Month 2 goes by, and you think “okay it has to work this time, right?” You’ve decided to start taking ovulation tests that all these other women swear by. You finally get a positive and rush into the bedroom thinking “this is my month!” And then again, you start taking pregnancy tests way too early, squinting and praying to see the slightest line but there’s nothing there. And finally, AF shows up again. On to month 3.....

Replay of last cycle, got your positive ovulation test again which gives you hope. BD’ing as much as possible. This time, you feel the tiniest cramp and think, “omg I must be pregnant.” Now you’re on the hunt for any kind of sign that could mean pregnancy, google is your new best friend. You start to feel nauseous, your one boob feels kind of sore, so that must mean something. You take a pregnancy test with so much excitement expecting to see those two pink lines and.....there’s only one. Heartbroken.

Now you’re starting to think, is something wrong with me? Why am I not pregnant yet? You start questioning everything.....is it me? Is it my partner? Am I actually even ovulating? Do I have bad eggs?

Month 4 goes by, and then month 5, 6, 7, 8, 9.....

The whole process becomes physically, mentally and emotionally exhausting. Sex isn’t fun anymore. It’s a chore. You don’t have sex when you want to, you have sex when you tell your partner, “I’m ovulating, we need to have sex.” So not romantic.

You spend so much money on ovulation tests, pregnancy tests, fertility friendly lube, vitamins, pills, tea, anything you’ve read about that has helped other people, you’ve bought it. So much that you probably could have refurbished an entire room in your house with all that money. It feels like a waste.

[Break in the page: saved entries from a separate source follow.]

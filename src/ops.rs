//! Backend seam between the [`Algorithm`](crate::Algorithm) handle and the
//! native entry points.

use std::ffi::CStr;

use crate::error::Result;
use crate::handle::RawAlgorithm;

/// One method per native entry point.
///
/// Every handle operation forwards through this trait, so tests (and
/// downstream crates, via the `mock` feature) can substitute an in-memory
/// backend for the linked library. Implementations receive the opaque
/// address of the object to operate on and must not retain it.
pub trait AlgorithmOps {
    /// Reset the object to its initial state.
    fn clear(&self, raw: RawAlgorithm) -> Result<()>;

    /// Whether the object is empty, as right after construction or an
    /// unsuccessful read.
    fn empty(&self, raw: RawAlgorithm) -> Result<bool>;

    /// Persist the object to `path`. The file format is owned by the
    /// native layer.
    fn save(&self, raw: RawAlgorithm, path: &CStr) -> Result<()>;

    /// The object's stable string identifier.
    fn default_name(&self, raw: RawAlgorithm) -> Result<String>;

    /// Destroy the native object. Called at most once per address.
    fn destroy(&self, raw: RawAlgorithm);
}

All your friends are pregnant and having babies. All your relatives ask you, “when are you guys having a baby?!” You die a little inside every time you hear that question and you want to say that it’s none of their f*cking business but you smile and say, “Oh we’re working on it.” And then there’s the next dreaded statement, “Just relax, stop trying and it’ll happen”, and then you would love nothing more than to just punch them square in the face.

At this point, you just feel empty inside (no pun intended). Your life doesn’t feel complete. All you want is a little baby of your own to hold and to love and to cherish.

And you just wonder, will that time ever come.....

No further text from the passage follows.